(Exercise material)

//! Typed pixel adapters.
//!
//! When the `pixel-types` feature is enabled, frames can be built from
//! pixel types of the [`rgb`] crate instead of raw byte slices:
//!
//! ```rust,no_run
//! use rgb::Rgba;
//! use zenapng::mux::Animation;
//! use zenapng::pixel;
//!
//! let frame: Vec<Rgba<u8>> = vec![Rgba::new(255, 0, 0, 255); 4 * 4];
//! let mut anim = Animation::new(0);
//! anim.push_frame(pixel::raster(&frame, 4, 4), 10);
//! ```

use alloc::format;
use alloc::vec::Vec;

use rgb::{ComponentBytes, Rgb, Rgba};

use crate::codec::{CodecError, FrameCodec};
use crate::raster::{PixelLayout, Raster};

mod private {
    pub trait Sealed {}
}

/// Pixel type that can be placed in an animation frame.
pub trait EncodePixel: Copy + 'static + private::Sealed {
    /// The corresponding [`PixelLayout`].
    fn layout() -> PixelLayout;
}

/// Pixel type that a decoded frame can be converted into.
pub trait DecodePixel: Copy + 'static + private::Sealed {
    /// Layout this pixel type reads from.
    fn layout() -> PixelLayout;
    /// Build one pixel from exactly `layout().bytes_per_pixel()` bytes.
    fn from_bytes(bytes: &[u8]) -> Self;
}

// --- Sealed impls ---

impl private::Sealed for Rgb<u8> {}
impl private::Sealed for Rgba<u8> {}
impl private::Sealed for rgb::Gray<u8> {}
impl private::Sealed for rgb::GrayAlpha<u8> {}

// --- EncodePixel impls ---

impl EncodePixel for Rgb<u8> {
    fn layout() -> PixelLayout {
        PixelLayout::Rgb8
    }
}

impl EncodePixel for Rgba<u8> {
    fn layout() -> PixelLayout {
        PixelLayout::Rgba8
    }
}

impl EncodePixel for rgb::Gray<u8> {
    fn layout() -> PixelLayout {
        PixelLayout::L8
    }
}

impl EncodePixel for rgb::GrayAlpha<u8> {
    fn layout() -> PixelLayout {
        PixelLayout::La8
    }
}

// --- DecodePixel impls ---

impl DecodePixel for Rgb<u8> {
    fn layout() -> PixelLayout {
        PixelLayout::Rgb8
    }
    fn from_bytes(b: &[u8]) -> Self {
        Rgb::new(b[0], b[1], b[2])
    }
}

impl DecodePixel for Rgba<u8> {
    fn layout() -> PixelLayout {
        PixelLayout::Rgba8
    }
    fn from_bytes(b: &[u8]) -> Self {
        Rgba::new(b[0], b[1], b[2], b[3])
    }
}

impl DecodePixel for rgb::Gray<u8> {
    fn layout() -> PixelLayout {
        PixelLayout::L8
    }
    fn from_bytes(b: &[u8]) -> Self {
        rgb::Gray::new(b[0])
    }
}

impl DecodePixel for rgb::GrayAlpha<u8> {
    fn layout() -> PixelLayout {
        PixelLayout::La8
    }
    fn from_bytes(b: &[u8]) -> Self {
        rgb::GrayAlpha::new(b[0], b[1])
    }
}

/// Borrow typed pixels as a [`Raster`] at the canvas origin.
pub fn raster<P: EncodePixel>(pixels: &[P], width: u32, height: u32) -> Raster<'_>
where
    [P]: ComponentBytes<u8>,
{
    Raster::new(pixels.as_bytes(), P::layout(), width, height)
}

/// Decode a standalone PNG into typed pixels.
///
/// The PNG must already be in `P`'s layout; no conversion is done.
pub fn decode<P: DecodePixel>(
    codec: &impl FrameCodec,
    data: &[u8],
) -> Result<(Vec<P>, u32, u32), CodecError> {
    let buf = codec.decode(data)?;
    if buf.layout != P::layout() {
        return Err(CodecError::Unsupported(format!(
            "image is {}, requested {}",
            buf.layout,
            P::layout()
        )));
    }
    let pixels = buf
        .pixels
        .chunks_exact(buf.layout.bytes_per_pixel())
        .map(P::from_bytes)
        .collect();
    Ok((pixels, buf.width, buf.height))
}

/// Borrow a contiguous [`imgref::ImgRef`] as a [`Raster`].
///
/// Returns `None` for strided images, which have padding between rows;
/// collect those into a contiguous buffer first.
#[cfg(feature = "imgref")]
pub fn raster_from_img<P: EncodePixel>(img: imgref::ImgRef<'_, P>) -> Option<Raster<'_>>
where
    [P]: ComponentBytes<u8>,
{
    let (width, height) = (img.width(), img.height());
    if img.stride() != width {
        return None;
    }
    let pixels = img.into_buf().get(..width * height)?;
    Some(raster(pixels, width as u32, height as u32))
}

/// Decode a standalone PNG into an [`imgref::ImgVec`].
#[cfg(feature = "imgref")]
pub fn decode_to_img<P: DecodePixel>(
    codec: &impl FrameCodec,
    data: &[u8],
) -> Result<imgref::ImgVec<P>, CodecError> {
    let (pixels, w, h) = decode::<P>(codec, data)?;
    Ok(imgref::ImgVec::new(pixels, w as usize, h as usize))
}

#[cfg(test)]
mod tests {
    use super::*;
    use crate::PngCodec;

    #[test]
    fn typed_roundtrip() {
        let pixels: Vec<Rgba<u8>> = (0..12u8).map(|i| Rgba::new(i, i * 2, i * 3, 255)).collect();
        let r = raster(&pixels, 4, 3);
        assert_eq!(r.layout(), PixelLayout::Rgba8);
        assert_eq!(r.pixels().len(), 48);

        let codec = PngCodec::new();
        let png = codec.encode(&r).unwrap();
        let (back, w, h) = decode::<Rgba<u8>>(&codec, &png).unwrap();
        assert_eq!((w, h), (4, 3));
        assert_eq!(back, pixels);
    }

    #[test]
    fn decode_refuses_other_layouts() {
        let pixels = vec![rgb::Gray::new(7u8); 4];
        let codec = PngCodec::new();
        let png = codec.encode(&raster(&pixels, 2, 2)).unwrap();
        assert!(decode::<Rgb<u8>>(&codec, &png).is_err());
        assert!(decode::<rgb::Gray<u8>>(&codec, &png).is_ok());
    }

    #[cfg(feature = "imgref")]
    #[test]
    fn imgref_contiguous_only() {
        let buf = vec![Rgb::new(1u8, 2, 3); 6 * 2];
        let img = imgref::Img::new_stride(&buf[..], 4, 2, 6);
        assert!(raster_from_img(img).is_none());
        let img = imgref::Img::new(&buf[..], 6, 2);
        assert_eq!(raster_from_img(img).map(|r| r.width()), Some(6));
    }
}
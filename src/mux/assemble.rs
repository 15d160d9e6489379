//! APNG chunk writer.
//!
//! [`ChunkWriter`] owns the mutable state of one encode call: the output
//! sink, the sequence counter shared by every `fcTL` and `fdAT`, and the
//! first error seen. Once anything fails, every later write is a no-op
//! and [`ChunkWriter::finish`] reports that first failure.
//!
//! # Example
//!
//! ```rust
//! use zenapng::mux::{ChunkWriter, FrameControl};
//!
//! let mut w = ChunkWriter::new(Vec::new());
//! w.write_signature();
//! w.write_actl(1, 0);
//! w.write_fctl(&FrameControl::new(16, 16));
//! assert_eq!(w.sequence(), 1);
//! let bytes = w.finish()?;
//! assert_eq!(&bytes[..8], b"\x89PNG\r\n\x1a\n");
//! # Ok::<(), zenapng::mux::MuxError>(())
//! ```

use std::io::Write;

use super::error::MuxError;
use crate::chunk::{
    chunk_crc, put_u16, put_u32, tag_str, ChunkTag, ACTL, CHUNK_PREFIX_LEN, FCTL, FDAT, IDAT,
    IEND, IHDR, PNG_SIGNATURE,
};
use crate::raster::Rect;

/// Denominator used for every frame delay: delays are in 1/100 s.
pub const DELAY_DENOMINATOR: u16 = 100;

/// Payload of an `fcTL` chunk, minus the sequence number.
#[derive(Debug, Clone, Copy, PartialEq, Eq)]
pub struct FrameControl {
    /// Frame width in pixels.
    pub width: u32,
    /// Frame height in pixels.
    pub height: u32,
    /// Horizontal offset on the canvas.
    pub x_offset: u32,
    /// Vertical offset on the canvas.
    pub y_offset: u32,
    /// Delay numerator.
    pub delay_num: u16,
    /// Delay denominator.
    pub delay_den: u16,
    /// Disposal operation code (0 none, 1 background, 2 previous).
    pub dispose_op: u8,
    /// Blend operation code (0 source, 1 over).
    pub blend_op: u8,
}

impl FrameControl {
    /// Encoded payload size, sequence number included.
    pub const SIZE: usize = 26;

    /// A zero-delay frame of the given size at the canvas origin.
    pub fn new(width: u32, height: u32) -> Self {
        Self {
            width,
            height,
            x_offset: 0,
            y_offset: 0,
            delay_num: 0,
            delay_den: DELAY_DENOMINATOR,
            dispose_op: 0,
            blend_op: 0,
        }
    }

    /// Frame control for a validated (non-negative) placement.
    ///
    /// Returns `None` if the rectangle has a negative corner.
    pub fn from_bounds(bounds: Rect, delay_num: u16) -> Option<Self> {
        Some(Self {
            width: bounds.width,
            height: bounds.height,
            x_offset: u32::try_from(bounds.min_x()).ok()?,
            y_offset: u32::try_from(bounds.min_y()).ok()?,
            delay_num,
            delay_den: DELAY_DENOMINATOR,
            dispose_op: 0,
            blend_op: 0,
        })
    }

    /// Serialize with the given sequence number.
    pub fn to_bytes(&self, sequence: u32) -> [u8; Self::SIZE] {
        let mut b = [0u8; Self::SIZE];
        put_u32(&mut b[0..4], sequence);
        put_u32(&mut b[4..8], self.width);
        put_u32(&mut b[8..12], self.height);
        put_u32(&mut b[12..16], self.x_offset);
        put_u32(&mut b[16..20], self.y_offset);
        put_u16(&mut b[20..22], self.delay_num);
        put_u16(&mut b[22..24], self.delay_den);
        b[24] = self.dispose_op;
        b[25] = self.blend_op;
        b
    }
}

/// Writes PNG/APNG chunks to a sink with a sticky error.
///
/// Create one per encode call; the sequence counter starts at 0 and is
/// never reset.
pub struct ChunkWriter<W: Write> {
    sink: W,
    sequence: u32,
    error: Option<MuxError>,
}

impl<W: Write> ChunkWriter<W> {
    /// Wrap a sink. Nothing is written until the first `write_*` call.
    pub fn new(sink: W) -> Self {
        Self {
            sink,
            sequence: 0,
            error: None,
        }
    }

    /// Next sequence number to be stamped.
    pub fn sequence(&self) -> u32 {
        self.sequence
    }

    /// Whether a write has already failed.
    pub fn has_failed(&self) -> bool {
        self.error.is_some()
    }

    /// Return the sink, or the first error if any write failed.
    pub fn finish(self) -> Result<W, MuxError> {
        match self.error {
            Some(err) => Err(err),
            None => Ok(self.sink),
        }
    }

    fn fail(&mut self, err: MuxError) {
        log::warn!("APNG output aborted: {err}");
        self.error = Some(err);
    }

    fn put(&mut self, bytes: &[u8]) {
        if self.error.is_some() {
            return;
        }
        if let Err(err) = self.sink.write_all(bytes) {
            self.fail(MuxError::Io(err));
        }
    }

    fn next_sequence(&mut self) -> u32 {
        let seq = self.sequence;
        self.sequence = self.sequence.wrapping_add(1);
        seq
    }

    /// Write the 8-byte PNG signature.
    pub fn write_signature(&mut self) {
        self.put(&PNG_SIGNATURE);
    }

    /// Write one chunk with a contiguous payload.
    pub fn write_chunk(&mut self, tag: ChunkTag, payload: &[u8]) {
        self.write_chunk_parts(tag, &[payload]);
    }

    /// Write one chunk whose payload is the concatenation of `parts`.
    ///
    /// Length and CRC cover all parts; they are never copied together.
    pub fn write_chunk_parts(&mut self, tag: ChunkTag, parts: &[&[u8]]) {
        if self.error.is_some() {
            return;
        }

        let len: u64 = parts.iter().map(|p| p.len() as u64).sum();
        let Ok(len32) = u32::try_from(len) else {
            self.fail(MuxError::ChunkTooLarge { tag, len });
            return;
        };

        let mut prefix = [0u8; CHUNK_PREFIX_LEN];
        put_u32(&mut prefix[0..4], len32);
        prefix[4..8].copy_from_slice(&tag);
        self.put(&prefix);

        for part in parts {
            self.put(part);
        }

        let mut crc = [0u8; 4];
        put_u32(&mut crc, chunk_crc(&tag, parts));
        self.put(&crc);

        log::trace!("wrote {} chunk ({} bytes)", tag_str(&tag), len32);
    }

    /// Write an `IHDR` chunk from a raw header payload.
    pub fn write_ihdr(&mut self, header: &[u8]) {
        self.write_chunk(IHDR, header);
    }

    /// Write the `acTL` animation control chunk.
    pub fn write_actl(&mut self, num_frames: u32, num_plays: u32) {
        let mut b = [0u8; 8];
        put_u32(&mut b[0..4], num_frames);
        put_u32(&mut b[4..8], num_plays);
        self.write_chunk(ACTL, &b);
    }

    /// Write an `fcTL` chunk, consuming one sequence number.
    pub fn write_fctl(&mut self, fctl: &FrameControl) {
        let seq = self.next_sequence();
        self.write_chunk(FCTL, &fctl.to_bytes(seq));
    }

    /// Write each payload as an `IDAT` chunk.
    pub fn write_idats(&mut self, data: &[&[u8]]) {
        for payload in data {
            self.write_chunk(IDAT, payload);
        }
    }

    /// Write each payload as an `fdAT` chunk, consuming one sequence number
    /// per chunk.
    pub fn write_fdats(&mut self, data: &[&[u8]]) {
        for payload in data {
            let mut seq = [0u8; 4];
            put_u32(&mut seq, self.next_sequence());
            self.write_chunk_parts(FDAT, &[&seq[..], *payload]);
        }
    }

    /// Write the empty `IEND` trailer.
    pub fn write_iend(&mut self) {
        self.write_chunk(IEND, &[]);
    }
}
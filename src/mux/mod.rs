//! APNG demux of single-frame PNGs and animation assembly.
//!
//! This module provides four pieces:
//!
//! - **Demux** ([`split_png`]): Parse a standalone PNG at the chunk level and
//!   borrow its header and image-data payloads without decoding pixels.
//! - **Validation** ([`validate`]): Structural checks on an [`Animation`]
//!   before any output is produced.
//! - **Mux** ([`ChunkWriter`]): Emit checksummed PNG/APNG chunks with a
//!   shared sequence counter and a sticky first error.
//! - **Animation** ([`AnimationEncoder`]): Encode animated PNG files
//!   frame-by-frame using a single-image [`FrameCodec`](crate::FrameCodec).

mod anim;
mod assemble;
mod demux;
mod error;
mod validate;

pub use anim::{encode_all, Animation, AnimationEncoder, BlendOp, DisposeOp, EncoderConfig};
pub use assemble::{ChunkWriter, FrameControl, DELAY_DENOMINATOR};
pub use demux::{split_png, ExtractedPayload};
pub use error::MuxError;
pub use validate::validate;
//! Error types for mux/demux operations.

use thiserror::Error;

use crate::chunk::{tag_str, ChunkTag};
use crate::codec::CodecError;
use crate::raster::PixelLayout;

/// Errors that can occur while assembling an animated PNG.
///
/// Any error means the sink may hold a partial, invalid file; the caller
/// should discard it.
#[derive(Debug, Error)]
#[non_exhaustive]
pub enum MuxError {
    /// The animation has no frames.
    #[error("Animation needs at least one frame")]
    NoFrames,

    /// More frames than `acTL` can count.
    #[error("Too many frames: {0}")]
    TooManyFrames(usize),

    /// The delay list does not have one entry per frame.
    #[error("Mismatched frame and delay counts: {frames} frames, {delays} delays")]
    DelayCountMismatch {
        /// Number of frames.
        frames: usize,
        /// Number of delays.
        delays: usize,
    },

    /// A disposal list was supplied without one entry per frame.
    #[error("Mismatched frame and disposal counts: {frames} frames, {disposals} disposals")]
    DisposalCountMismatch {
        /// Number of frames.
        frames: usize,
        /// Number of disposal values.
        disposals: usize,
    },

    /// A frame does not share frame 0's color model.
    #[error("Frame {index} is {found}, expected {expected} like frame 0")]
    MixedPixelLayout {
        /// Offending frame.
        index: usize,
        /// Frame 0's layout.
        expected: PixelLayout,
        /// The offending frame's layout.
        found: PixelLayout,
    },

    /// A frame's minimum corner lies left of or above the canvas.
    #[error("Frame {index} has negative offset ({x}, {y})")]
    NegativeOffset {
        /// Offending frame.
        index: usize,
        /// Minimum x coordinate.
        x: i32,
        /// Minimum y coordinate.
        y: i32,
    },

    /// A frame reaches past frame 0's maximum corner.
    #[error(
        "Frame {index} extends to ({max_x}, {max_y}), past canvas corner ({canvas_max_x}, {canvas_max_y})"
    )]
    FrameOutsideCanvas {
        /// Offending frame.
        index: usize,
        /// Frame's exclusive maximum x.
        max_x: i64,
        /// Frame's exclusive maximum y.
        max_y: i64,
        /// Frame 0's exclusive maximum x.
        canvas_max_x: i64,
        /// Frame 0's exclusive maximum y.
        canvas_max_y: i64,
    },

    /// The single-image codec failed on a frame.
    #[error("Frame {index}: {source}")]
    Codec {
        /// Frame being encoded.
        index: usize,
        /// What the codec reported.
        #[source]
        source: CodecError,
    },

    /// The intermediate PNG does not start with the PNG signature.
    #[error("Invalid PNG signature")]
    InvalidSignature,

    /// A chunk declares more bytes than the buffer holds.
    #[error("Truncated {} chunk: declared {declared} bytes, {remaining} remain", tag_str(.tag))]
    Truncated {
        /// Tag of the chunk being read.
        tag: ChunkTag,
        /// Payload plus CRC bytes the chunk needs.
        declared: u64,
        /// Bytes left in the buffer.
        remaining: usize,
    },

    /// The buffer ended before an `IEND` chunk.
    #[error("Unexpected end of PNG data before IEND")]
    UnexpectedEof,

    /// `IEND` was reached without an `IHDR`.
    #[error("PNG has no IHDR chunk")]
    MissingHeader,

    /// The intermediate PNG carries a chunk the animation cannot hold.
    #[error("Unsupported {} chunk in frame data", tag_str(.0))]
    UnsupportedChunk(ChunkTag),

    /// A chunk payload does not fit the 32-bit length field.
    #[error("{} chunk of {len} bytes is too large", tag_str(.tag))]
    ChunkTooLarge {
        /// Tag of the chunk.
        tag: ChunkTag,
        /// Payload length.
        len: u64,
    },

    /// Writing to the sink failed.
    #[error("IO error: {0}")]
    Io(#[from] std::io::Error),
}

impl MuxError {
    /// Whether the error was raised by validation, before anything was written.
    pub fn is_validation(&self) -> bool {
        matches!(
            self,
            MuxError::NoFrames
                | MuxError::TooManyFrames(_)
                | MuxError::DelayCountMismatch { .. }
                | MuxError::DisposalCountMismatch { .. }
                | MuxError::MixedPixelLayout { .. }
                | MuxError::NegativeOffset { .. }
                | MuxError::FrameOutsideCanvas { .. }
        )
    }
}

(End Exercise material)

### Exercise objective
Every line above carrying the word "anything" needs to be shown.

### Exercise solution
//! first error seen. Once anything fails, every later write is a no-op
    /// Whether the error was raised by validation, before anything was written.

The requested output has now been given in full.